Until six years ago, some scientists began to pay attention to a variant gene that involves in hair formation. In order to figure out how the genetic change in the gene caused the change in hair texture, researchers did a study on mice. The gene is EDAR. And its variant is EDAR 370A.

 

They inserted EDAR 370A into mouse embryonic stem cells. By breeding the resulting mice for several generations, they got a strain carrying 370A. Although the 370A protein differed from the mouse EDAR protein by just one amino acid, it led to several important changes in the mouse. The mice had thicker hairs in their fur, as expected. But they also had more sweat glands, denser mammary glands, and smaller fat pads around those mammary glands.

 

To determine if these effects were also found in people, the team measured sweat gland density in Han Chinese in China carrying one or two copies of 370A. People with a double dose of 370A also had more sweat glands, the researchers report.
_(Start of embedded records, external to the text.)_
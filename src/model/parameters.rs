//! Defines the `ModelParameters` struct, which represents the contents of `model.toml`.
use crate::data_handle::{YR_UNTIL_CHANGED_PARAMETER, parameter_as_year};
use crate::diffusion::DiffusionMethod;
use crate::input::{input_err_msg, is_sorted_and_unique, read_toml};
use crate::load_profile::{LoadProfileID, year_from_profile_name};
use crate::v2g::V2GAssumptions;
use anyhow::{Context, Result, ensure};
use log::warn;
use serde::Deserialize;
use std::collections::HashMap;
use std::path::Path;

const MODEL_PARAMETERS_FILE_NAME: &str = "model.toml";

macro_rules! define_id_param_default {
    ($name:ident, $value: expr) => {
        fn $name() -> LoadProfileID {
            LoadProfileID::new($value)
        }
    };
}

define_id_param_default!(default_base_profile, "av_lp_2015");
define_id_param_default!(default_end_profile, "av_lp_2050");

/// Represents the contents of the entire model file.
#[derive(Debug, Deserialize, PartialEq)]
pub struct ModelParameters {
    /// Milestone years
    pub milestone_years: Vec<u32>,
    /// The base year of the simulation, in which the base-year load profile applies
    pub base_year: u32,
    /// How load profiles change between the base year and `yr_until_changed`
    #[serde(default)]
    pub diffusion: DiffusionMethod,
    /// Name of the load profile used in the base year
    #[serde(default = "default_base_profile")]
    pub base_profile: LoadProfileID,
    /// Name of the load profile used once the change in charging behaviour is complete
    #[serde(default = "default_end_profile")]
    pub end_profile: LoadProfileID,
    /// Assumptions about the EV fleet for V2G capacity estimation
    #[serde(default)]
    pub v2g: V2GAssumptions,
    /// Named scalar parameters (e.g. `yr_until_changed`)
    #[serde(default)]
    pub parameters: HashMap<String, f64>,
}

/// Check that the `milestone_years` parameter is valid
fn check_milestone_years(years: &[u32], base_year: u32) -> Result<()> {
    ensure!(!years.is_empty(), "`milestone_years` is empty");

    ensure!(
        is_sorted_and_unique(years),
        "`milestone_years` must be composed of unique values in order"
    );

    ensure!(
        years[0] >= base_year,
        "`milestone_years` cannot be before `base_year` ({base_year})"
    );

    Ok(())
}

/// Check that the `yr_until_changed` parameter is present and valid
fn check_yr_until_changed(parameters: &HashMap<String, f64>, base_year: u32) -> Result<()> {
    let value = *parameters
        .get(YR_UNTIL_CHANGED_PARAMETER)
        .with_context(|| format!("Missing parameter: {YR_UNTIL_CHANGED_PARAMETER}"))?;
    let yr_until_changed = parameter_as_year(YR_UNTIL_CHANGED_PARAMETER, value)?;
    ensure!(
        yr_until_changed >= base_year,
        "{YR_UNTIL_CHANGED_PARAMETER} ({yr_until_changed}) cannot be before `base_year` \
        ({base_year})"
    );

    Ok(())
}

/// Check that all parameter values are finite numbers
fn check_parameters_finite(parameters: &HashMap<String, f64>) -> Result<()> {
    for (name, value) in parameters {
        ensure!(
            value.is_finite(),
            "Parameter {name} must be a finite number"
        );
    }

    Ok(())
}

impl ModelParameters {
    /// Read a model file from the specified directory.
    ///
    /// # Arguments
    ///
    /// * `model_dir` - Folder containing model configuration files
    ///
    /// # Returns
    ///
    /// The model file contents as a [`ModelParameters`] struct or an error if the file is invalid
    pub fn from_path<P: AsRef<Path>>(model_dir: P) -> Result<ModelParameters> {
        let file_path = model_dir.as_ref().join(MODEL_PARAMETERS_FILE_NAME);
        let model_params: ModelParameters = read_toml(&file_path)?;

        model_params
            .validate()
            .with_context(|| input_err_msg(file_path))?;

        Ok(model_params)
    }

    /// Validate parameters after reading in file
    fn validate(&self) -> Result<()> {
        // milestone_years
        check_milestone_years(&self.milestone_years, self.base_year)?;

        // diffusion
        if self.diffusion == DiffusionMethod::Sigmoid {
            warn!(
                "The diffusion method is set to 'sigmoid', which is not yet implemented. \
                Simulating any year between the base year and {YR_UNTIL_CHANGED_PARAMETER} \
                will fail."
            );
        }

        // base_profile and end_profile
        for id in [&self.base_profile, &self.end_profile] {
            year_from_profile_name(&id.0)?;
        }

        // v2g already validated during deserialisation

        // parameters
        check_parameters_finite(&self.parameters)?;
        check_yr_until_changed(&self.parameters, self.base_year)?;

        Ok(())
    }
}
//! Integration tests for the `validate` command.
use evflex::cli::handle_validate_command;
use evflex::log::is_logger_initialised;
use evflex::settings::Settings;
use std::path::PathBuf;

/// Get the path to the example model.
fn get_model_dir() -> PathBuf {
    PathBuf::from("demos/simple")
}

/// An integration test for the `validate` command.
///
/// We also check that the logger is initialised after it is run.
#[test]
fn test_handle_validate_command() {
    unsafe { std::env::set_var("EVFLEX_LOG_LEVEL", "off") };

    assert!(!is_logger_initialised());

    handle_validate_command(&get_model_dir(), Some(Settings::default())).unwrap();

    assert!(is_logger_initialised());
}
//! The module responsible for writing output data to disk.
use crate::region::RegionID;
use crate::sector_model::SectorModelOutputs;
use crate::units::Energy;
use anyhow::{Context, Result, ensure};
use serde::{Deserialize, Serialize};
use std::fs;
use std::fs::File;
use std::path::{Path, PathBuf};

/// The root folder in which model-specific output folders will be created
const OUTPUT_DIRECTORY_ROOT: &str = "evflex_results";

/// The output file name for V2G capacity
const V2G_CAPACITY_FILE_NAME: &str = "v2g_capacity.csv";

/// The output file name for hourly electricity demand
const ELECTRICITY_DEMAND_FILE_NAME: &str = "electricity_demand.csv";

/// Get the default output directory for the model specified at `model_dir`
pub fn get_output_dir(model_dir: &Path) -> Result<PathBuf> {
    // The model name is the name of the model folder
    let model_dir = model_dir
        .canonicalize() // canonicalise in case the user has specified "."
        .context("Could not resolve path to model")?;

    let model_name = model_dir
        .file_name()
        .context("Model cannot be in root folder")?
        .to_str()
        .context("Invalid chars in model dir name")?;

    // Construct path
    Ok([OUTPUT_DIRECTORY_ROOT, model_name].iter().collect())
}

/// Create a new output directory for the model.
///
/// If the directory already exists and is not empty, its contents are deleted if
/// `allow_overwrite` is true, otherwise an error is returned.
///
/// # Returns
///
/// Whether an existing directory was overwritten
pub fn create_output_directory(output_dir: &Path, allow_overwrite: bool) -> Result<bool> {
    let overwrite = if let Ok(mut it) = fs::read_dir(output_dir) {
        if it.next().is_none() {
            // Folder exists and is empty: nothing to do
            return Ok(false);
        }

        ensure!(
            allow_overwrite,
            "Output folder already exists and is not empty. \
            Please delete the folder or pass the --overwrite command-line option."
        );

        fs::remove_dir_all(output_dir)?;
        true
    } else {
        false
    };

    // Try to create the directory, with parents
    fs::create_dir_all(output_dir)?;

    Ok(overwrite)
}

/// Represents a row in the V2G capacity CSV file
#[derive(Serialize, Deserialize, Debug, PartialEq)]
struct V2GCapacityRow {
    milestone_year: u32,
    region_id: RegionID,
    capacity: Energy,
}

/// Represents a row in the electricity demand CSV file
#[derive(Serialize, Deserialize, Debug, PartialEq)]
struct ElectricityDemandRow {
    milestone_year: u32,
    region_id: RegionID,
    hour: usize,
    demand: f64,
}

/// An object for writing the results of the sector model to file
pub struct DataWriter {
    v2g_capacity_writer: csv::Writer<File>,
    electricity_demand_writer: csv::Writer<File>,
}

impl DataWriter {
    /// Open CSV files to write output data to
    ///
    /// # Arguments
    ///
    /// * `output_path` - Folder where files will be saved
    pub fn create(output_path: &Path) -> Result<Self> {
        let new_writer = |file_name| {
            let file_path = output_path.join(file_name);
            csv::Writer::from_path(file_path)
        };

        Ok(Self {
            v2g_capacity_writer: new_writer(V2G_CAPACITY_FILE_NAME)?,
            electricity_demand_writer: new_writer(ELECTRICITY_DEMAND_FILE_NAME)?,
        })
    }

    /// Write the results for one milestone year
    pub fn write(&mut self, milestone_year: u32, outputs: &SectorModelOutputs) -> Result<()> {
        for (region_id, capacity) in &outputs.v2g_capacity {
            let row = V2GCapacityRow {
                milestone_year,
                region_id: region_id.clone(),
                capacity: *capacity,
            };
            self.v2g_capacity_writer.serialize(row)?;
        }

        for (region_id, hourly) in &outputs.electricity_yh {
            for (hour, demand) in hourly.iter().enumerate() {
                let row = ElectricityDemandRow {
                    milestone_year,
                    region_id: region_id.clone(),
                    hour,
                    demand: *demand,
                };
                self.electricity_demand_writer.serialize(row)?;
            }
        }

        Ok(())
    }

    /// Flush the underlying streams
    pub fn flush(&mut self) -> Result<()> {
        self.v2g_capacity_writer.flush()?;
        self.electricity_demand_writer.flush()?;

        Ok(())
    }
}
//! This module defines various unit types and their conversions.
//!
//! Energy is measured in kWh throughout.
use float_cmp::{ApproxEq, F64Margin};

macro_rules! unit_struct {
    ($name:ident, $doc:literal) => {
        #[doc = $doc]
        #[derive(
            Debug,
            Clone,
            Copy,
            PartialEq,
            PartialOrd,
            Default,
            derive_more::Add,
            derive_more::Sub,
            derive_more::Display,
            serde::Serialize,
            serde::Deserialize,
        )]
        pub struct $name(pub f64);

        impl $name {
            /// Create a new instance of the unit type from an `f64` value
            pub fn new(val: f64) -> Self {
                Self(val)
            }

            /// Returns the value of the unit type as an `f64`
            pub fn value(self) -> f64 {
                self.0
            }

            /// Whether the underlying value is neither infinite nor NaN
            pub fn is_finite(self) -> bool {
                self.0.is_finite()
            }
        }

        impl From<f64> for $name {
            fn from(val: f64) -> Self {
                Self(val)
            }
        }

        impl From<$name> for f64 {
            fn from(val: $name) -> Self {
                val.0
            }
        }

        impl ApproxEq for $name {
            type Margin = F64Margin;

            fn approx_eq<M: Into<Self::Margin>>(self, other: Self, margin: M) -> bool {
                self.0.approx_eq(other.0, margin)
            }
        }
    };
}

macro_rules! impl_dimensionless_ops {
    ($name:ident) => {
        impl std::ops::Mul<Dimensionless> for $name {
            type Output = $name;
            fn mul(self, rhs: Dimensionless) -> $name {
                $name(self.0 * rhs.0)
            }
        }

        impl std::ops::Mul<$name> for Dimensionless {
            type Output = $name;
            fn mul(self, rhs: $name) -> $name {
                $name(self.0 * rhs.0)
            }
        }

        impl std::ops::Div<Dimensionless> for $name {
            type Output = $name;
            fn div(self, rhs: Dimensionless) -> $name {
                $name(self.0 / rhs.0)
            }
        }
    };
}

macro_rules! impl_mul {
    ($Lhs:ty, $Rhs:ty, $Out:ty) => {
        impl std::ops::Mul<$Rhs> for $Lhs {
            type Output = $Out;
            fn mul(self, rhs: $Rhs) -> $Out {
                <$Out>::from(self.0 * rhs.0)
            }
        }
        impl std::ops::Mul<$Lhs> for $Rhs {
            type Output = $Out;
            fn mul(self, lhs: $Lhs) -> $Out {
                <$Out>::from(self.0 * lhs.0)
            }
        }
    };
}

macro_rules! impl_div {
    ($Lhs:ty, $Rhs:ty, $Out:ty) => {
        impl std::ops::Div<$Rhs> for $Lhs {
            type Output = $Out;
            fn div(self, rhs: $Rhs) -> $Out {
                <$Out>::from(self.0 / rhs.0)
            }
        }
    };
}

unit_struct!(Dimensionless, "A dimensionless quantity, e.g. a fraction.");
unit_struct!(Energy, "An amount of energy in kWh.");
unit_struct!(Vehicles, "A (possibly fractional) number of vehicles.");
unit_struct!(EnergyPerVehicle, "Energy per vehicle in kWh.");

impl std::ops::Mul for Dimensionless {
    type Output = Dimensionless;

    fn mul(self, rhs: Dimensionless) -> Self::Output {
        Dimensionless(self.0 * rhs.0)
    }
}

impl std::ops::Div for Dimensionless {
    type Output = Dimensionless;

    fn div(self, rhs: Dimensionless) -> Self::Output {
        Dimensionless(self.0 / rhs.0)
    }
}

impl_dimensionless_ops!(Energy);
impl_dimensionless_ops!(Vehicles);
impl_dimensionless_ops!(EnergyPerVehicle);

// Division rules
impl_div!(Energy, Vehicles, EnergyPerVehicle);

// Multiplication rules
impl_mul!(EnergyPerVehicle, Vehicles, Energy);
//! The electric-transport sector model.
//!
//! For each simulated year, the model estimates the battery capacity EVs can offer for V2G/G2V
//! in every region and disaggregates each region's electricity demand onto an hourly load profile
//! for the year. All inputs which vary between runs are obtained through a [`DataHandle`].
use crate::data_handle::{
    DataHandle, ELECTRICITY_DATA_NAME, TRIPS_DATA_NAME, YR_UNTIL_CHANGED_PARAMETER,
    parameter_as_year,
};
use crate::diffusion::DiffusionMethod;
use crate::disaggregation::{RegionHourlyDemandMap, check_energy_conserved, disaggregate};
use crate::load_profile::{LoadProfile, LoadProfileMap, get_load_profile};
use crate::model::Model;
use crate::v2g::{RegionCapacityMap, V2GAssumptions, estimate_v2g_capacity};
use anyhow::{Context, Result, ensure};
use indexmap::IndexMap;
use log::{debug, info};

/// The results of simulating a single year
#[derive(Debug, PartialEq)]
pub struct SectorModelOutputs {
    /// Flexible battery capacity (kWh) available for V2G/G2V in each region
    pub v2g_capacity: RegionCapacityMap,
    /// Electricity demand (kWh) for every hour of the year in each region
    pub electricity_yh: RegionHourlyDemandMap,
}

/// Configuration for the sector model which is fixed for the whole run
#[derive(Debug, Clone)]
pub struct SectorModel {
    base_year: u32,
    diffusion: DiffusionMethod,
    v2g: V2GAssumptions,
    base_profile: LoadProfile,
    end_profile: LoadProfile,
}

impl SectorModel {
    /// Create a new sector model.
    ///
    /// # Arguments
    ///
    /// * `base_year` - Base year of the simulation
    /// * `diffusion` - How to diffuse between the base-year and end-year load profiles
    /// * `v2g` - Assumptions about the EV fleet
    /// * `base_profile` - Load profile for the base year
    /// * `end_profile` - Load profile once the change in charging behaviour is complete
    pub fn new(
        base_year: u32,
        diffusion: DiffusionMethod,
        v2g: V2GAssumptions,
        base_profile: LoadProfile,
        end_profile: LoadProfile,
    ) -> Self {
        Self {
            base_year,
            diffusion,
            v2g,
            base_profile,
            end_profile,
        }
    }

    /// Create a sector model from the parameters and load profiles of a model.
    pub fn from_model(model: &Model) -> Result<Self> {
        let params = &model.parameters;
        Self::with_profiles(
            params.base_year,
            params.diffusion,
            params.v2g.clone(),
            &model.load_profiles,
            &params.base_profile.0,
            &params.end_profile.0,
        )
    }

    /// Create a sector model, looking up the named profiles in `profiles`.
    pub fn with_profiles(
        base_year: u32,
        diffusion: DiffusionMethod,
        v2g: V2GAssumptions,
        profiles: &LoadProfileMap,
        base_profile: &str,
        end_profile: &str,
    ) -> Result<Self> {
        let base_profile = get_load_profile(profiles, base_profile)?.clone();
        let end_profile = get_load_profile(profiles, end_profile)?.clone();

        Ok(Self::new(
            base_year,
            diffusion,
            v2g,
            base_profile,
            end_profile,
        ))
    }

    /// Simulate the given year.
    ///
    /// # Arguments
    ///
    /// * `data` - Provides the regions, hourly trip and electricity data and parameters
    /// * `year` - The year to simulate
    ///
    /// # Returns
    ///
    /// V2G capacity and hourly electricity demand for every region, or an error if any of the
    /// required inputs are missing or invalid.
    pub fn simulate(&self, data: &impl DataHandle, year: u32) -> Result<SectorModelOutputs> {
        let regions = data.region_names();
        let trips = data.get_timestep_data(TRIPS_DATA_NAME)?;
        let electricity = data.get_timestep_data(ELECTRICITY_DATA_NAME)?;

        info!("Estimating V2G capacity for {year}");
        let v2g_capacity = estimate_v2g_capacity(regions, &trips, &electricity, &self.v2g)
            .context("Failed to estimate V2G capacity")?;

        let yr_until_changed = parameter_as_year(
            YR_UNTIL_CHANGED_PARAMETER,
            data.get_parameter(YR_UNTIL_CHANGED_PARAMETER)?,
        )?;
        ensure!(
            yr_until_changed >= self.base_year,
            "{YR_UNTIL_CHANGED_PARAMETER} ({yr_until_changed}) cannot be before the base year \
            ({})",
            self.base_year
        );

        ensure!(
            electricity.len() == regions.len(),
            "Expected electricity data for {} regions (found {})",
            regions.len(),
            electricity.len()
        );
        let demand_by_region: IndexMap<_, _> = regions.iter().cloned().zip(electricity).collect();

        info!("Disaggregating electricity demand for {year}");
        let electricity_yh = disaggregate(
            year,
            self.base_year,
            yr_until_changed,
            &demand_by_region,
            &self.base_profile,
            &self.end_profile,
            regions,
            self.diffusion,
        )
        .context("Failed to disaggregate electricity demand")?;

        for (region_id, hourly) in &electricity_yh {
            let total: f64 = demand_by_region[region_id].iter().sum();
            check_energy_conserved(region_id, total, hourly)?;
            debug!("Electricity demand for region {region_id} in {year}: {total} kWh");
        }

        Ok(SectorModelOutputs {
            v2g_capacity,
            electricity_yh,
        })
    }
}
They did not have an easy way to tell if mammary glands were different in this group, but they suspect, based on the results in mice, that these structures were also affected.

 

Then they did genome analyses and computer simulations which indicated that the mutation creating the variant gene happened more than 30,000 years ago in central China. China had been relatively warm and humid between 40,000 and 32,000 years ago and then got cooler and drier.

 

The study is one of the first that clearly shows an important change in late human evolution which can be modeled in the mouse. The model is novel that helps people understand human evolution and the functional consequences of genetic changes.